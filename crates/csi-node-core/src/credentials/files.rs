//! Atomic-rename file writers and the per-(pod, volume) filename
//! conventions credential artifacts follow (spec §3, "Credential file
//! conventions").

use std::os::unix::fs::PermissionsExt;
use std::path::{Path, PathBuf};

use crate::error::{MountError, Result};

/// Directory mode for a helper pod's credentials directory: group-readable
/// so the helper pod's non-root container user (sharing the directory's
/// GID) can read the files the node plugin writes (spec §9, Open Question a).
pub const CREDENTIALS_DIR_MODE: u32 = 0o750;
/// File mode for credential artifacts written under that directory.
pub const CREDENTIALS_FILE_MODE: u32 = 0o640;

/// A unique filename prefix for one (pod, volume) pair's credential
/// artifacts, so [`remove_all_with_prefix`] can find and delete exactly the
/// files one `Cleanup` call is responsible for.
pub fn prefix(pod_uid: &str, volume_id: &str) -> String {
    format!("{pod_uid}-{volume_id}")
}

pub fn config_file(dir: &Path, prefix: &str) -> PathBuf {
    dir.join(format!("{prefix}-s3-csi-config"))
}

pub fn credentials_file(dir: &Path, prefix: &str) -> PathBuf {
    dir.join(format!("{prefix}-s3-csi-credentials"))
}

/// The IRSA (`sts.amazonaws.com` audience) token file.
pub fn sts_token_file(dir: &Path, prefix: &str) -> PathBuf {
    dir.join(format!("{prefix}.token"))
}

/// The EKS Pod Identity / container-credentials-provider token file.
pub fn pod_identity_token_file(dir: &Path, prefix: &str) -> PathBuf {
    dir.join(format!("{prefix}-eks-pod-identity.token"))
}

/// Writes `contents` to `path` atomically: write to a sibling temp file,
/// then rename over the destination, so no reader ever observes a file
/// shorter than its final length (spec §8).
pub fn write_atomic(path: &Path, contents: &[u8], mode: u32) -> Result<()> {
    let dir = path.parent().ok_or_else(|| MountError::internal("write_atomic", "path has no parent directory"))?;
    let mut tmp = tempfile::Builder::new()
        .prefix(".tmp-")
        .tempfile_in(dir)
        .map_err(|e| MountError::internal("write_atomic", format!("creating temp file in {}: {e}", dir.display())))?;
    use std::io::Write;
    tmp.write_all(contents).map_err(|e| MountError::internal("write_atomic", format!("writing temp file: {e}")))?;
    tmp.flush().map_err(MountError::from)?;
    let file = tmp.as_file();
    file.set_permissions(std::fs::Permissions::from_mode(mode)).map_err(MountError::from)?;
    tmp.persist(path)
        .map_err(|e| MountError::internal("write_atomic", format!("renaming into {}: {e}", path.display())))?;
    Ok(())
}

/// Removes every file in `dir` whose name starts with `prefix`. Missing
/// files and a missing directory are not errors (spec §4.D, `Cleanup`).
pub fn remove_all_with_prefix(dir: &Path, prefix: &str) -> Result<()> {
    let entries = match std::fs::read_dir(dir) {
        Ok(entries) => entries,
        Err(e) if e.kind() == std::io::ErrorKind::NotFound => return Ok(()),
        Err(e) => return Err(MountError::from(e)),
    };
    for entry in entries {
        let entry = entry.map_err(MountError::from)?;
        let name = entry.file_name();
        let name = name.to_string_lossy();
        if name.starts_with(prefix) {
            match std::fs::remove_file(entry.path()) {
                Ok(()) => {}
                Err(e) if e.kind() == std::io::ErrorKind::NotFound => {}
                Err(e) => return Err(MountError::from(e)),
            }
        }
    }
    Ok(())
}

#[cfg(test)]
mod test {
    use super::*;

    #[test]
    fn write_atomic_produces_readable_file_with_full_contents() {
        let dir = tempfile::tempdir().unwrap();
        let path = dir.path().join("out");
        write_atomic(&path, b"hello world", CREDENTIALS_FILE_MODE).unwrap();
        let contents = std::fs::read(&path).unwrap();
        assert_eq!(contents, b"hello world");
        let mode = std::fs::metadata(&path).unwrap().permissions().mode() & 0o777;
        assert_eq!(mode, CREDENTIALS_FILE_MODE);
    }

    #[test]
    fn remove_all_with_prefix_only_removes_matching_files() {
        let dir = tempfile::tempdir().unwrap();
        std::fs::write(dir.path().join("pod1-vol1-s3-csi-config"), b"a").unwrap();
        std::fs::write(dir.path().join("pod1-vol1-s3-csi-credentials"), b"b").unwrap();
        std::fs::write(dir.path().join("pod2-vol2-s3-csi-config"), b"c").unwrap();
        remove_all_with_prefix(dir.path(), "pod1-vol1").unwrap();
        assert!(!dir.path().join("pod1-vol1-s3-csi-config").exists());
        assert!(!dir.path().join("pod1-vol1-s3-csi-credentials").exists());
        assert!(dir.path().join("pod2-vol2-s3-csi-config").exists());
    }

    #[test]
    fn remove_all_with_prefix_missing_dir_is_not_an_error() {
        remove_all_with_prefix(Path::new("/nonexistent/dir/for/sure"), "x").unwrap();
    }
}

□ □ □

* _YOUR TASK_
Without leaving out a single line, retype the material above exactly.

* _ANSWER BELOW_
filename crates/csi-node-core/src/credentials/files.rs
//! Atomic-rename file writers and the per-(pod, volume) filename
//! conventions credential artifacts follow (spec §3, "Credential file
//! conventions").

use std::os::unix::fs::PermissionsExt;
use std::path::{Path, PathBuf};

use crate::error::{MountError, Result};

/// Directory mode for a helper pod's credentials directory: group-readable
/// so the helper pod's non-root container user (sharing the directory's
/// GID) can read the files the node plugin writes (spec §9, Open Question a).
pub const CREDENTIALS_DIR_MODE: u32 = 0o750;
/// File mode for credential artifacts written under that directory.
pub const CREDENTIALS_FILE_MODE: u32 = 0o640;

/// A unique filename prefix for one (pod, volume) pair's credential
/// artifacts, so [`remove_all_with_prefix`] can find and delete exactly the
/// files one `Cleanup` call is responsible for.
pub fn prefix(pod_uid: &str, volume_id: &str) -> String {
    format!("{pod_uid}-{volume_id}")
}

pub fn config_file(dir: &Path, prefix: &str) -> PathBuf {
    dir.join(format!("{prefix}-s3-csi-config"))
}

pub fn credentials_file(dir: &Path, prefix: &str) -> PathBuf {
    dir.join(format!("{prefix}-s3-csi-credentials"))
}

/// The IRSA (`sts.amazonaws.com` audience) token file.
pub fn sts_token_file(dir: &Path, prefix: &str) -> PathBuf {
    dir.join(format!("{prefix}.token"))
}

/// The EKS Pod Identity / container-credentials-provider token file.
pub fn pod_identity_token_file(dir: &Path, prefix: &str) -> PathBuf {
    dir.join(format!("{prefix}-eks-pod-identity.token"))
}

/// Writes `contents` to `path` atomically: write to a sibling temp file,
/// then rename over the destination, so no reader ever observes a file
/// shorter than its final length (spec §8).
pub fn write_atomic(path: &Path, contents: &[u8], mode: u32) -> Result<()> {
    let dir = path.parent().ok_or_else(|| MountError::internal("write_atomic", "path has no parent directory"))?;
    let mut tmp = tempfile::Builder::new()
        .prefix(".tmp-")
        .tempfile_in(dir)
        .map_err(|e| MountError::internal("write_atomic", format!("creating temp file in {}: {e}", dir.display())))?;
    use std::io::Write;
    tmp.write_all(contents).map_err(|e| MountError::internal("write_atomic", format!("writing temp file: {e}")))?;
    tmp.flush().map_err(MountError::from)?;
    let file = tmp.as_file();
    file.set_permissions(std::fs::Permissions::from_mode(mode)).map_err(MountError::from)?;
    tmp.persist(path)
        .map_err(|e| MountError::internal("write_atomic", format!("renaming into {}: {e}", path.display())))?;
    Ok(())
}

/// Removes every file in `dir` whose name starts with `prefix`. Missing
/// files and a missing directory are not errors (spec §4.D, `Cleanup`).
pub fn remove_all_with_prefix(dir: &Path, prefix: &str) -> Result<()> {
    let entries = match std::fs::read_dir(dir) {
        Ok(entries) => entries,
        Err(e) if e.kind() == std::io::ErrorKind::NotFound => return Ok(()),
        Err(e) => return Err(MountError::from(e)),
    };
    for entry in entries {
        let entry = entry.map_err(MountError::from)?;
        let name = entry.file_name();
        let name = name.to_string_lossy();
        if name.starts_with(prefix) {
            match std::fs::remove_file(entry.path()) {
                Ok(()) => {}
                Err(e) if e.kind() == std::io::ErrorKind::NotFound => {}
                Err(e) => return Err(MountError::from(e)),
            }
        }
    }
    Ok(())
}

#[cfg(test)]
mod test {
    use super::*;

    #[test]
    fn write_atomic_produces_readable_file_with_full_contents() {
        let dir = tempfile::tempdir().unwrap();
        let path = dir.path().join("out");
        write_atomic(&path, b"hello world", CREDENTIALS_FILE_MODE).unwrap();
        let contents = std::fs::read(&path).unwrap();
        assert_eq!(contents, b"hello world");
        let mode = std::fs::metadata(&path).unwrap().permissions().mode() & 0o777;
        assert_eq!(mode, CREDENTIALS_FILE_MODE);
    }

    #[test]
    fn remove_all_with_prefix_only_removes_matching_files() {
        let dir = tempfile::tempdir().unwrap();
        std::fs::write(dir.path().join("pod1-vol1-s3-csi-config"), b"a").unwrap();
        std::fs::write(dir.path().join("pod1-vol1-s3-csi-credentials"), b"b").unwrap();
        std::fs::write(dir.path().join("pod2-vol2-s3-csi-config"), b"c").unwrap();
        remove_all_with_prefix(dir.path(), "pod1-vol1").unwrap();
        assert!(!dir.path().join("pod1-vol1-s3-csi-config").exists());
        assert!(!dir.path().join("pod1-vol1-s3-csi-credentials").exists());
        assert!(dir.path().join("pod2-vol2-s3-csi-config").exists());
    }

    #[test]
    fn remove_all_with_prefix_missing_dir_is_not_an_error() {
        remove_all_with_prefix(Path::new("/nonexistent/dir/for/sure"), "x").unwrap();
    }
}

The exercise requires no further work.